▸ **Task statement**: Check each line of the entries. Copy the ones that contain the string "limit".

#### Exercise inputs ####

use std::time::Duration;

#[derive(Clone, Debug)]
pub struct ConnectionConfig {
    /// Minimum time between two emissions of the same order book.
    pub book_throttle: Duration,
    pub poll_interval: Duration,
    /// Serve every channel through the REST poller instead of the socket.
    pub rest_only: bool,
}

impl ConnectionConfig {
    /// The poll interval, never zero.
    pub(crate) fn poll_period(&self) -> Duration {
        self.poll_interval.max(Duration::from_millis(1))
    }

    pub(crate) fn book_flush_interval(&self) -> Duration {
        (self.book_throttle / 4).max(Duration::from_millis(10))
    }
}

impl Default for ConnectionConfig {
    fn default() -> Self {
        ConnectionConfig {
            book_throttle: Duration::from_millis(1000),
            poll_interval: Duration::from_millis(5000),
            rest_only: false,
        }
    }
}

#[cfg(test)]
mod tests {
    use super::*;
    use test_case::test_case;

    #[test_case(0, 1 ; "zero is raised")]
    #[test_case(5000, 5000 ; "default kept")]
    fn poll_period(millis: u64, expected: u64) {
        let config = ConnectionConfig {
            poll_interval: Duration::from_millis(millis),
            ..ConnectionConfig::default()
        };
        assert_eq!(config.poll_period(), Duration::from_millis(expected));
    }

    #[test]
    fn flush_interval_has_a_floor() {
        let config = ConnectionConfig {
            book_throttle: Duration::ZERO,
            ..ConnectionConfig::default()
        };
        assert_eq!(config.book_flush_interval(), Duration::from_millis(10));
    }
}
use crate::config::ConnectionConfig;
use crate::protocol::Protocol;
use crate::session::{Event, Session};
use async_trait::async_trait;
use std::sync::Arc;
use tokio::sync::mpsc::{self, UnboundedSender};
use tokio::sync::oneshot;
use tokio_util::sync::CancellationToken;
use xf_types::{
    ChannelDescriptor, ChannelId, DataListener, Error, Exchange, ExchangeConnection,
    MarketDataRest, MarketRef, NewOrder, OpenOptions, OrderOp, Result,
};

/// Handle to one exchange session. Cheap to share behind an `Arc`; every call is
/// queued to the session task.
pub struct Connection {
    exchange: Exchange,
    events: UnboundedSender<Event>,
    rest: Arc<dyn MarketDataRest>,
}

impl Connection {
    /// Spawns the session. Must be called from within a tokio runtime.
    pub fn new<P: Protocol>(
        protocol: P,
        rest: Arc<dyn MarketDataRest>,
        config: ConnectionConfig,
        cancellation_token: CancellationToken,
    ) -> Connection {
        let exchange = protocol.exchange();
        let (events, receiver) = mpsc::unbounded_channel();
        let session = Session::new(
            protocol,
            rest.clone(),
            config,
            events.clone(),
            cancellation_token,
        );
        tokio::spawn(session.run(receiver));

        Connection {
            exchange,
            events,
            rest,
        }
    }

    fn send(&self, event: Event) -> Result<()> {
        self.events.send(event).map_err(|_| Error::ConnectionClosed)
    }

    async fn orders(&self, ops: Vec<OrderOp>) -> Result<()> {
        let (reply, response) = oneshot::channel();
        self.send(Event::Orders(ops, reply))?;
        response.await.map_err(|_| Error::ConnectionClosed)?
    }
}

#[async_trait]
impl ExchangeConnection for Connection {
    fn exchange(&self) -> Exchange {
        self.exchange
    }

    fn open_ws(&self, options: OpenOptions) -> Result<()> {
        self.send(Event::Open(options))
    }

    async fn subscribe(&self, descriptor: ChannelDescriptor) -> Result<ChannelId> {
        let (reply, response) = oneshot::channel();
        self.send(Event::Subscribe(descriptor, reply))?;
        response.await.map_err(|_| Error::ConnectionClosed)?
    }

    async fn unsubscribe(&self, descriptor: ChannelDescriptor) -> Result<ChannelId> {
        let (reply, response) = oneshot::channel();
        self.send(Event::Unsubscribe(descriptor, reply))?;
        response.await.map_err(|_| Error::ConnectionClosed)?
    }

    fn on_data(&self, listener: DataListener) -> Result<()> {
        self.send(Event::OnData(listener))
    }

    fn close(&self) -> Result<()> {
        self.send(Event::Close)
    }

    fn reconnect(&self) -> Result<()> {
        self.send(Event::Reconnect)
    }

    async fn get_markets(&self) -> Result<Vec<MarketRef>> {
        self.rest.markets().await
    }

    async fn submit_order(&self, order: NewOrder) -> Result<()> {
        self.orders(vec![OrderOp::Submit(order)]).await
    }

    async fn cancel_order(&self, id: String) -> Result<()> {
        self.orders(vec![OrderOp::Cancel { id }]).await
    }

    async fn submit_order_multi_op(&self, ops: Vec<OrderOp>) -> Result<()> {
        self.orders(ops).await
    }
}
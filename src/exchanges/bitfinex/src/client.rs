use crate::protocol::BOOK_LEN;
use crate::transform;
use async_trait::async_trait;
use reqwest::Client;
use serde_json::Value;
use tracing::trace;
use xf_types::{
    BookLevel, Candle, Error, Exchange, MarketDataRest, MarketRef, Result, Ticker, Trade,
};

const BASE_URL: &str = "https://api-pub.bitfinex.com/v2";

#[derive(Default)]
pub struct BitfinexClient {
    client: Client,
}

impl BitfinexClient {
    pub fn new() -> BitfinexClient {
        BitfinexClient::default()
    }

    async fn get(&self, path: &str) -> Result<Value> {
        let url = format!("{BASE_URL}/{path}");
        trace!("Bitfinex: GET {url}");

        let response = self
            .client
            .get(&url)
            .send()
            .await
            .map_err(|e| Error::Rest(format!("{url}: {e}")))?;
        let status = response.status();
        let content = response
            .text()
            .await
            .map_err(|e| Error::Rest(format!("{url}: {e}")))?;

        if !status.is_success() {
            return Err(Error::Rest(format!("{url}: {status} {content}")));
        }
        let value: Value = serde_json::from_str(&content)?;
        if value.get(0).and_then(Value::as_str) == Some("error") {
            return Err(Error::Rest(format!("{url}: {content}")));
        }
        Ok(value)
    }
}

/// Splits a trading pair such as `BTCUSD` or `TESTBTC:TESTUSD`.
pub(crate) fn market(pair: &str) -> Option<MarketRef> {
    let (base, quote) = match pair.split_once(':') {
        Some(split) => split,
        None if pair.len() == 6 && pair.is_ascii() => pair.split_at(3),
        None => return None,
    };
    let symbol = format!("t{pair}");
    Some(MarketRef {
        exchange: Exchange::Bitfinex,
        ui_id: format!("{base}/{quote}"),
        ws_id: symbol.clone(),
        rest_id: symbol,
        base: base.to_string(),
        quote: quote.to_string(),
    })
}

#[async_trait]
impl MarketDataRest for BitfinexClient {
    async fn markets(&self) -> Result<Vec<MarketRef>> {
        let value = self.get("conf/pub:list:pair:exchange").await?;
        let pairs = value
            .get(0)
            .and_then(Value::as_array)
            .ok_or_else(|| Error::Rest(format!("unexpected pair list: {value}")))?;
        Ok(pairs.iter().filter_map(Value::as_str).filter_map(market).collect())
    }

    async fn ticker(&self, market: &MarketRef) -> Result<Ticker> {
        let value = self.get(&format!("ticker/{}", market.rest_id)).await?;
        transform::ticker(&value)
    }

    async fn trades(&self, market: &MarketRef) -> Result<Vec<Trade>> {
        let value = self
            .get(&format!("trades/{}/hist?limit=120", market.rest_id))
            .await?;
        transform::rows(&value, transform::trade)
    }

    async fn candles(&self, market: &MarketRef, timeframe: &str) -> Result<Vec<Candle>> {
        let value = self
            .get(&format!(
                "candles/trade:{timeframe}:{}/hist?limit=10",
                market.rest_id
            ))
            .await?;
        transform::rows(&value, transform::candle)
    }

    async fn book(&self, market: &MarketRef) -> Result<Vec<BookLevel>> {
        let value = self
            .get(&format!("book/{}/P0?len={BOOK_LEN}", market.rest_id))
            .await?;
        transform::rows(&value, transform::book_level)
    }
}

####

▸ **Response area**:
            .get(&format!("trades/{}/hist?limit=120", market.rest_id))
                "candles/trade:{timeframe}:{}/hist?limit=10",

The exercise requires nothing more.